== Material shown ==

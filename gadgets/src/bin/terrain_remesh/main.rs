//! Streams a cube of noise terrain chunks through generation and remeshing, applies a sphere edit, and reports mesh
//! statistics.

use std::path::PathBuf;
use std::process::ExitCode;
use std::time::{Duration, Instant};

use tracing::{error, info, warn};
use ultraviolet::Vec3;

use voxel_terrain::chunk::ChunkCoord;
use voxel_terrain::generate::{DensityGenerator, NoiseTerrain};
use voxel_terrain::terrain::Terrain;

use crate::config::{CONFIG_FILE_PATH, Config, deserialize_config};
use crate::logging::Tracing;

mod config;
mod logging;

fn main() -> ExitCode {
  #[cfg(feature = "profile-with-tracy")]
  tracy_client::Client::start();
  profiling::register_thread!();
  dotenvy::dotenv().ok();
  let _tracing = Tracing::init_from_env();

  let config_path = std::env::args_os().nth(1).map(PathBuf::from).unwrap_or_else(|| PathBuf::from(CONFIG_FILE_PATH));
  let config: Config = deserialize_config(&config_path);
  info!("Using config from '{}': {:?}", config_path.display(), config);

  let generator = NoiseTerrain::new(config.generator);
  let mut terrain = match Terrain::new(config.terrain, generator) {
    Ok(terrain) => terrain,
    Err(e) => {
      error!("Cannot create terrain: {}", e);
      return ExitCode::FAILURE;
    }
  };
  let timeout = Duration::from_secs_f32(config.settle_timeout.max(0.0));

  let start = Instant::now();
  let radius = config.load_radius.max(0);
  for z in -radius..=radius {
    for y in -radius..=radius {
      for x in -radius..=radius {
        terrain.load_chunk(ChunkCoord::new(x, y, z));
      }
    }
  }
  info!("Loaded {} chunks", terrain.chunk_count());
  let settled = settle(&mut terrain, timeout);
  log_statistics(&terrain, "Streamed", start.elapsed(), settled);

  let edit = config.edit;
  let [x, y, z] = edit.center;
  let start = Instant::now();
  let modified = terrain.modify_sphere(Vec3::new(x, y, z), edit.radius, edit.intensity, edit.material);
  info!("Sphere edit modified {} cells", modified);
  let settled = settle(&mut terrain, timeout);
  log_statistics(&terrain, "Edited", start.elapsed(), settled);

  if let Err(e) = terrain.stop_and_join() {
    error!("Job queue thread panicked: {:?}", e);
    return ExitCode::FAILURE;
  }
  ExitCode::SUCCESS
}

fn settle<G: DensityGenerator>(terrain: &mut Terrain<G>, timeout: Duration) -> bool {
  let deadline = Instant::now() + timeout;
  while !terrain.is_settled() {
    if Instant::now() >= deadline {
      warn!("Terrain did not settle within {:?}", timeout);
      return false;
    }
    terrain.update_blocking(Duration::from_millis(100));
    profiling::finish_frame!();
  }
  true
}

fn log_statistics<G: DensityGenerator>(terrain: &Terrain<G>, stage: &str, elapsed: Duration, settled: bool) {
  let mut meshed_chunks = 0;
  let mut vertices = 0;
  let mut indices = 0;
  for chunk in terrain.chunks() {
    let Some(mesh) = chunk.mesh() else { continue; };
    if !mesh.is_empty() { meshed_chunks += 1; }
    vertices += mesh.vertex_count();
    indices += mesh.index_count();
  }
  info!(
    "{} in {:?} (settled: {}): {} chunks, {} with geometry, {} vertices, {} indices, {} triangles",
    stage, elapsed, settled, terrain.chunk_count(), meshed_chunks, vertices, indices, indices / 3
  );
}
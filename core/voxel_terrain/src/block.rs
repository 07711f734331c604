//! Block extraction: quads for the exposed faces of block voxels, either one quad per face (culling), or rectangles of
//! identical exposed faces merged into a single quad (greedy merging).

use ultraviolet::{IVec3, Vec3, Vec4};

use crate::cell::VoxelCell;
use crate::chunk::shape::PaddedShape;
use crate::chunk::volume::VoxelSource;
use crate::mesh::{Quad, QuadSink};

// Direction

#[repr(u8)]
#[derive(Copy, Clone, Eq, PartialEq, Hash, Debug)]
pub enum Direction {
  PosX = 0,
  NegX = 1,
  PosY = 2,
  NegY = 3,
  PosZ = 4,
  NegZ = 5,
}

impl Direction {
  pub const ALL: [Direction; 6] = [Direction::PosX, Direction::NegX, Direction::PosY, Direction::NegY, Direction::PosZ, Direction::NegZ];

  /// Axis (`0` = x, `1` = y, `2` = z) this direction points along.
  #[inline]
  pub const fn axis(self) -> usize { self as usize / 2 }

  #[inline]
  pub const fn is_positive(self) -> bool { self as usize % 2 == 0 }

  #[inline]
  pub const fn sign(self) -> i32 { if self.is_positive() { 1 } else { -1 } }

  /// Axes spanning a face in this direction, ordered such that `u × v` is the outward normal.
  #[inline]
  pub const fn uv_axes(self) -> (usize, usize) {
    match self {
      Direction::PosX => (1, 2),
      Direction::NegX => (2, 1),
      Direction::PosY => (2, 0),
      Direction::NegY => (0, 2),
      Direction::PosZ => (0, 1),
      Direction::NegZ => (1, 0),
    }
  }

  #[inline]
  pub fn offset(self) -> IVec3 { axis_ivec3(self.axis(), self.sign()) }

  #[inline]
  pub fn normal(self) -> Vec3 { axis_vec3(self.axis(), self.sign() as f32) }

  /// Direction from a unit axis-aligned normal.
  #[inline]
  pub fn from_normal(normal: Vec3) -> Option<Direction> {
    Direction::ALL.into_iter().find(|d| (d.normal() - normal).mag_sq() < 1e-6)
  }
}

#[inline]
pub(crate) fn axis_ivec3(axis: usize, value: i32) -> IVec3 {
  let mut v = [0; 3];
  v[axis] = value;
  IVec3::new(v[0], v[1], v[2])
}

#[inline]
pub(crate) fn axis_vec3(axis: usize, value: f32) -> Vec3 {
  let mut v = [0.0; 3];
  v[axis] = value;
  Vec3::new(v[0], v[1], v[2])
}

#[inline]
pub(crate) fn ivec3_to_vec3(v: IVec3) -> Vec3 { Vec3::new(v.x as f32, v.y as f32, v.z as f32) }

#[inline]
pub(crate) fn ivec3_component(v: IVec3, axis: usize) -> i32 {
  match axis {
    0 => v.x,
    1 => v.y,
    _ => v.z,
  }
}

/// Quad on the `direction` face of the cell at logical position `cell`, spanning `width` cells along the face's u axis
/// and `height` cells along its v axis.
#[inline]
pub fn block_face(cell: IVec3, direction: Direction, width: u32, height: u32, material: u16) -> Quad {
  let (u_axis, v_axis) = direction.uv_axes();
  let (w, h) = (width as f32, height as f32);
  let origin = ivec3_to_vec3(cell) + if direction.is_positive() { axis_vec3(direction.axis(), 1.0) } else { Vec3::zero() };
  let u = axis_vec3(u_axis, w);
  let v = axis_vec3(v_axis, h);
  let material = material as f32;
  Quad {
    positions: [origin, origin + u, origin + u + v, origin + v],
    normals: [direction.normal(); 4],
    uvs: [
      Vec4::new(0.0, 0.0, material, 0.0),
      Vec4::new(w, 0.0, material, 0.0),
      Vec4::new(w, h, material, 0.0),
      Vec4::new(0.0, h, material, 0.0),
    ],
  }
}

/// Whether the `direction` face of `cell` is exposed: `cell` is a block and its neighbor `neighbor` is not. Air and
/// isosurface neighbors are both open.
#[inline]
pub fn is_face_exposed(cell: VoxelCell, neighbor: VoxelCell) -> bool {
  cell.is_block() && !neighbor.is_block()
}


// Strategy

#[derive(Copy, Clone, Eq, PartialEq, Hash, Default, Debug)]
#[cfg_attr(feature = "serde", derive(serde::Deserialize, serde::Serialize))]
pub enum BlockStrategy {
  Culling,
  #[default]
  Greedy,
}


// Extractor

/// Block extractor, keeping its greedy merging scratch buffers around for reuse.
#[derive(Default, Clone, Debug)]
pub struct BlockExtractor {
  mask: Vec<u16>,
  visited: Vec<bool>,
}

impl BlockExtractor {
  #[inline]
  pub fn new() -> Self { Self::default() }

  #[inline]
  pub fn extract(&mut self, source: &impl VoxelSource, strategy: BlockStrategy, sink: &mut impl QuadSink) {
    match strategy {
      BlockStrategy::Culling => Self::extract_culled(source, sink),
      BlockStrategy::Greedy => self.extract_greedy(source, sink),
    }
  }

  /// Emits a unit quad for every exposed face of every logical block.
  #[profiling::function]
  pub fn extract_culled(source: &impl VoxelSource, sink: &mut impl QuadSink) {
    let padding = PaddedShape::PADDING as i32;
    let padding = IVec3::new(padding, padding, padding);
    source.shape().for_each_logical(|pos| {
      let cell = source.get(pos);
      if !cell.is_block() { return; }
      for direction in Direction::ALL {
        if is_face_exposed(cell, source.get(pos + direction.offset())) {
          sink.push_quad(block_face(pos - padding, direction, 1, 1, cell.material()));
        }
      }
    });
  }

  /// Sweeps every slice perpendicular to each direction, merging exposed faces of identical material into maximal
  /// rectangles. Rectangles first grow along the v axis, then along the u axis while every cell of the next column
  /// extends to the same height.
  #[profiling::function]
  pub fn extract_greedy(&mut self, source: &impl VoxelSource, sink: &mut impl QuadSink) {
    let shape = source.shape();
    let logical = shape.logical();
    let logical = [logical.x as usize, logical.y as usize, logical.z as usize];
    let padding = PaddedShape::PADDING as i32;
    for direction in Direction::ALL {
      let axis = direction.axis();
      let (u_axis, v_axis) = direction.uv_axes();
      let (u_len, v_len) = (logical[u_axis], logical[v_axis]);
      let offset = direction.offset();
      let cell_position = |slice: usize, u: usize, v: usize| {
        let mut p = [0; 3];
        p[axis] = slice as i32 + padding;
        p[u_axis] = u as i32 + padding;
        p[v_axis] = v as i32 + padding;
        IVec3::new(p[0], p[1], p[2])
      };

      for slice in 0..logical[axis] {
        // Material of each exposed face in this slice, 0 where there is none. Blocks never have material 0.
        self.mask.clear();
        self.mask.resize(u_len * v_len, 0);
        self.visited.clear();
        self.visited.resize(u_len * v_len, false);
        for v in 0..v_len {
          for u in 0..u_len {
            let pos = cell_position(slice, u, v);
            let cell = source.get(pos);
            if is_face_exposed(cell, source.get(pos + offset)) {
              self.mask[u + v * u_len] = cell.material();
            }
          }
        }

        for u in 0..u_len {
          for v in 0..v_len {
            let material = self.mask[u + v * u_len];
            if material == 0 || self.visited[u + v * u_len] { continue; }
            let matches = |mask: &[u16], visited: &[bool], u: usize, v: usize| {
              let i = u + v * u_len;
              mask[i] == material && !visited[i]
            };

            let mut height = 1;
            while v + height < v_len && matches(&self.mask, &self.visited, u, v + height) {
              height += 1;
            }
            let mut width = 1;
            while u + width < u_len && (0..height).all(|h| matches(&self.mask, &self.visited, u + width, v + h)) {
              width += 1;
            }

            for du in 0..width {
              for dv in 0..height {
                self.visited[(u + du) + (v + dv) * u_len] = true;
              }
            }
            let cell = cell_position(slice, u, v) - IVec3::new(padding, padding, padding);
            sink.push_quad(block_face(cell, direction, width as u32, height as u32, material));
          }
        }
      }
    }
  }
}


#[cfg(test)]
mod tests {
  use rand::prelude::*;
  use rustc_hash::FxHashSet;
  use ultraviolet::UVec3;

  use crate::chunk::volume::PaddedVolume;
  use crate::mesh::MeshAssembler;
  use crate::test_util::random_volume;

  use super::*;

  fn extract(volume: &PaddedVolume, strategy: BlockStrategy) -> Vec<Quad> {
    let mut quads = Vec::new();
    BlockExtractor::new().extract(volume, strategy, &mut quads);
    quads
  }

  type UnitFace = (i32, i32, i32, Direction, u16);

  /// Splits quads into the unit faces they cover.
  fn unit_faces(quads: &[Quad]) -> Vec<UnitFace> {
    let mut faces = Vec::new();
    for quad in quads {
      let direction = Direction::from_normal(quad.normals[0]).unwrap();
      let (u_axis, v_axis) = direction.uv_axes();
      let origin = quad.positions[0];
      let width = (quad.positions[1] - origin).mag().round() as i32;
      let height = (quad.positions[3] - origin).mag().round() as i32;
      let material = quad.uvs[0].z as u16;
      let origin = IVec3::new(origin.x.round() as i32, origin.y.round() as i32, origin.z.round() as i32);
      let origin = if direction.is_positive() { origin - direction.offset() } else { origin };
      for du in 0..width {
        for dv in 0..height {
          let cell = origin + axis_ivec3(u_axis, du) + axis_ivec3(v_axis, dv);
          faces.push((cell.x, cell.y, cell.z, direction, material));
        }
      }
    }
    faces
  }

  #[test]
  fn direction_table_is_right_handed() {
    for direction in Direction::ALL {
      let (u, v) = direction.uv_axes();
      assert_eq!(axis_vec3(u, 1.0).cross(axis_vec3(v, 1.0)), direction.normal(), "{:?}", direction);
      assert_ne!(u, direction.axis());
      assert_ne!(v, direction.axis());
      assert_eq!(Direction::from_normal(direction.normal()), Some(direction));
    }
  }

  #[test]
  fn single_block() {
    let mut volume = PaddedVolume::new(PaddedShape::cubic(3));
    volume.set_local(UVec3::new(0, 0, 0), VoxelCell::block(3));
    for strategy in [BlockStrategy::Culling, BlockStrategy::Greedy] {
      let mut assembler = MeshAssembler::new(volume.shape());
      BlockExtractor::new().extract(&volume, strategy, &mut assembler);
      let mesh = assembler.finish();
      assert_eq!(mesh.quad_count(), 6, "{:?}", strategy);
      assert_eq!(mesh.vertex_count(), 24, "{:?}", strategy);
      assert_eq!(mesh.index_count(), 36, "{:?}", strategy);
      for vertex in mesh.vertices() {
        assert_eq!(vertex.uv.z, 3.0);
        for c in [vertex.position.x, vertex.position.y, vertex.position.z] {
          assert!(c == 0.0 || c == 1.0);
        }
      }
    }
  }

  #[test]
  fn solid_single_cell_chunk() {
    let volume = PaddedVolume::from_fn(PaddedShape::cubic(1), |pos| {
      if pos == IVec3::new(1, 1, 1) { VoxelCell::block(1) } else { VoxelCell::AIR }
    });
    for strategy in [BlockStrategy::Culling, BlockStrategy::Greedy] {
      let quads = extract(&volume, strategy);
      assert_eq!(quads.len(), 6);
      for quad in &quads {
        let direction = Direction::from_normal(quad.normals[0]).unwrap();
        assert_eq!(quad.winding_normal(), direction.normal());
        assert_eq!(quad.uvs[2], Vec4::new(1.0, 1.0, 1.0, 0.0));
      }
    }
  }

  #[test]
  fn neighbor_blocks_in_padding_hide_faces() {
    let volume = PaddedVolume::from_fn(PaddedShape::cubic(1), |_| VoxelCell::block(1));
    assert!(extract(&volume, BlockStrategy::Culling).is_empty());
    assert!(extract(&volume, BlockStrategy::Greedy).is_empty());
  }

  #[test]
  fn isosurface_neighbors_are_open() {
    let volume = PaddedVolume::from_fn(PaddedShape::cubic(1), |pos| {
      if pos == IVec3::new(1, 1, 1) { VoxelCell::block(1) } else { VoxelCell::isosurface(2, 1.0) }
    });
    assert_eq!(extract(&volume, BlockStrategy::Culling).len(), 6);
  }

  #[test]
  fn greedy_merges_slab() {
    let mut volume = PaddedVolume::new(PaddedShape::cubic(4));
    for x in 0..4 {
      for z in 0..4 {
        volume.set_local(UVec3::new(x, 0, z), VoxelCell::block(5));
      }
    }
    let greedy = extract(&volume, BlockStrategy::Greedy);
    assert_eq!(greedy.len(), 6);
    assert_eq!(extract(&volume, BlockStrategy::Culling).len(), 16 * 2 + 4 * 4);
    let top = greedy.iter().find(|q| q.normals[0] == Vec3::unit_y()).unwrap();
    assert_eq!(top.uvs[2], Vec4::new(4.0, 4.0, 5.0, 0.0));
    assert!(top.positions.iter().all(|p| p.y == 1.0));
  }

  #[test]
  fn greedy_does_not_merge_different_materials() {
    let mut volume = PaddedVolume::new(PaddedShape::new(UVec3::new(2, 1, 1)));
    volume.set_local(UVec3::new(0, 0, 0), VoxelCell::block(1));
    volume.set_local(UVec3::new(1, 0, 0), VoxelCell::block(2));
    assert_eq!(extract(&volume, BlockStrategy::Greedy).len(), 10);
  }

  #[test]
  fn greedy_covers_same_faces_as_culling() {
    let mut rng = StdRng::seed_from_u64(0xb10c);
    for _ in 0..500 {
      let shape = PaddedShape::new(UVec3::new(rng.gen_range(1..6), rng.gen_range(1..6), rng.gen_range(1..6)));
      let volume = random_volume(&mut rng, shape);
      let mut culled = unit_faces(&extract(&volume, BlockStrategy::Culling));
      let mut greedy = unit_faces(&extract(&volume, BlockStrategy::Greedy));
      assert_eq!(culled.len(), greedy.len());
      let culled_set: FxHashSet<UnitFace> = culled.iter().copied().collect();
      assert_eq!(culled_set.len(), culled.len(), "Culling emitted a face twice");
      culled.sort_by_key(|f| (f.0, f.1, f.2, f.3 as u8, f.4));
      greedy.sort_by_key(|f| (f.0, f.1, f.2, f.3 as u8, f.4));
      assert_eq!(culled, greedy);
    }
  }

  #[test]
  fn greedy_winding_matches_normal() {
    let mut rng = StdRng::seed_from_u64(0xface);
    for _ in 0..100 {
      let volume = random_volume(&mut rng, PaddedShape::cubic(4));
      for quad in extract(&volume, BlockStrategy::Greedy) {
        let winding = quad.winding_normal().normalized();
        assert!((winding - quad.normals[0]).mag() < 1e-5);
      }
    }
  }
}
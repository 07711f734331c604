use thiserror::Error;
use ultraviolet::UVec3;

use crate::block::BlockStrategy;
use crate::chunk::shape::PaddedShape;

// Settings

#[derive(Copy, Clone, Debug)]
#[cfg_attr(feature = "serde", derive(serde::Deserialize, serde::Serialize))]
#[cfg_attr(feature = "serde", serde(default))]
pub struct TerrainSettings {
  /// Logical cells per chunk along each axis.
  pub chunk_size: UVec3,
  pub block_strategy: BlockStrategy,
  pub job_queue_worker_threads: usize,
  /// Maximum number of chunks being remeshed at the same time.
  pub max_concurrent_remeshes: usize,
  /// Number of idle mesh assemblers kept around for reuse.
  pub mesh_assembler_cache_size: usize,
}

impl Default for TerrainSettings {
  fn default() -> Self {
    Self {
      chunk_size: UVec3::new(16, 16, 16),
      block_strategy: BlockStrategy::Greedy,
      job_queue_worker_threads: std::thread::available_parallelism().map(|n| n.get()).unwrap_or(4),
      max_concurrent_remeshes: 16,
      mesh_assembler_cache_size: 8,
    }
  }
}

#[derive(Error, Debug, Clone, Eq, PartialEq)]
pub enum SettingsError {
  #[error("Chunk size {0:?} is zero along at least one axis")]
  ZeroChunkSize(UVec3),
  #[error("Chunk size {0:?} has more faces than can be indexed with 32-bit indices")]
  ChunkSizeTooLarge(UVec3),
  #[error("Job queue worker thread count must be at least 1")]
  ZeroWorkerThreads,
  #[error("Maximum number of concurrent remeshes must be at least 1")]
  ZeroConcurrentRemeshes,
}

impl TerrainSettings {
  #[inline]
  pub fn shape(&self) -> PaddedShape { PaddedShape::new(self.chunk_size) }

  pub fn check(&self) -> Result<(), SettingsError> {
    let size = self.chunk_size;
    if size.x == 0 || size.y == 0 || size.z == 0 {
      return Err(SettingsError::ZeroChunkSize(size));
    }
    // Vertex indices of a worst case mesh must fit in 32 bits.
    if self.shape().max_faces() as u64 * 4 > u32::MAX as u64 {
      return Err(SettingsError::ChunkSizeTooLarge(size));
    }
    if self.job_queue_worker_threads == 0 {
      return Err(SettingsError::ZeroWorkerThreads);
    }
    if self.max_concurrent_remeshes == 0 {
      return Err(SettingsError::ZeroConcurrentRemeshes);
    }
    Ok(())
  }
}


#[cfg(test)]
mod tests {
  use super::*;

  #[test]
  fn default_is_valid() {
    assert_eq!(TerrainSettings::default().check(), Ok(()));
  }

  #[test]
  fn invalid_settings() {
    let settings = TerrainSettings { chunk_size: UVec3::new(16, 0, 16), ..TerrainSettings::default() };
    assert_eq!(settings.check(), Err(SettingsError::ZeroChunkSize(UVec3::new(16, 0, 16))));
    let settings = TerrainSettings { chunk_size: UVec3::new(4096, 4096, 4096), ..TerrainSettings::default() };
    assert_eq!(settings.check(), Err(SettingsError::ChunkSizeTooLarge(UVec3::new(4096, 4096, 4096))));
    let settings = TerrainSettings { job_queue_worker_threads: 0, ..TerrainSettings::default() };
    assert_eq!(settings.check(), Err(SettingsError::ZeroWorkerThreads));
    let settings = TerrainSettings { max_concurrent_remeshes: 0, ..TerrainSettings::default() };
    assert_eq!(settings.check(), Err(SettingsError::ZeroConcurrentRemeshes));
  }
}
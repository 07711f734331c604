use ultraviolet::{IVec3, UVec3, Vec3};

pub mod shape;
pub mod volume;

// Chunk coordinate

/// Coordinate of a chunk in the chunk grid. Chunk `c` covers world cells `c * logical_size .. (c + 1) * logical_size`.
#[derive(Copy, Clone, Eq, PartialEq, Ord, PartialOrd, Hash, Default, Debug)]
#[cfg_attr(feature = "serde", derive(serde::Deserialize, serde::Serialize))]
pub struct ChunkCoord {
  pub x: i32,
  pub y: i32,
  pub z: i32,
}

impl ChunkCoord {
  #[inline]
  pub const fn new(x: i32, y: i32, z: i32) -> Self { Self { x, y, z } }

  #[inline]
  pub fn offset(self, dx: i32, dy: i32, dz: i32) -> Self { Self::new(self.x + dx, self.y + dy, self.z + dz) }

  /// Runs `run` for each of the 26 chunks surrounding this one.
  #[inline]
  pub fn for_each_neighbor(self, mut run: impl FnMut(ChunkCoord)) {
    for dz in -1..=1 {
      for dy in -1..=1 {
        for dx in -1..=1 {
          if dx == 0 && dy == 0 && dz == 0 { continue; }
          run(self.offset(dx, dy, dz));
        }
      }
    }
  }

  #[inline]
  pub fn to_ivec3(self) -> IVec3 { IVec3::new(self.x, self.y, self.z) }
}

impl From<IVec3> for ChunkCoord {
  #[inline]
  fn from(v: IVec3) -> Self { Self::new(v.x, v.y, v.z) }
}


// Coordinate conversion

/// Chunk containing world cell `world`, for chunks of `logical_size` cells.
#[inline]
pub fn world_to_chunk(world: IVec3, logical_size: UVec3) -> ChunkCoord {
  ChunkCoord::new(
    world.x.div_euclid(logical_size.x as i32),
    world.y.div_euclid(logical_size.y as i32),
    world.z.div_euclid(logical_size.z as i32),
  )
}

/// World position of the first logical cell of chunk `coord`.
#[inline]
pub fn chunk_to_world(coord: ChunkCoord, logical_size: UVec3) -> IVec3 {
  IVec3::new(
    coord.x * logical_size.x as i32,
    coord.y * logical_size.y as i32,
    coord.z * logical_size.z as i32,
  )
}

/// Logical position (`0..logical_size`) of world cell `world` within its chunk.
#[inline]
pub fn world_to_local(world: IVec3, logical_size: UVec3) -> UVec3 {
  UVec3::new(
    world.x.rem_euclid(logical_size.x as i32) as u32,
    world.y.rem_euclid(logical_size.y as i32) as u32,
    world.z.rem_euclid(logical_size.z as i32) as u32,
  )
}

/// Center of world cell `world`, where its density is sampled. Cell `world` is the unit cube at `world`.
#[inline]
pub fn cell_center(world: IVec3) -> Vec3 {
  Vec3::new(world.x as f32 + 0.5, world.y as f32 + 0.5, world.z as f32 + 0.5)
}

===

What needs to be done —
Above are the records; copy each line from them that includes the string "value".

Response for this exercise —
pub(crate) fn axis_ivec3(axis: usize, value: i32) -> IVec3 {
  v[axis] = value;
pub(crate) fn axis_vec3(axis: usize, value: f32) -> Vec3 {
  v[axis] = value;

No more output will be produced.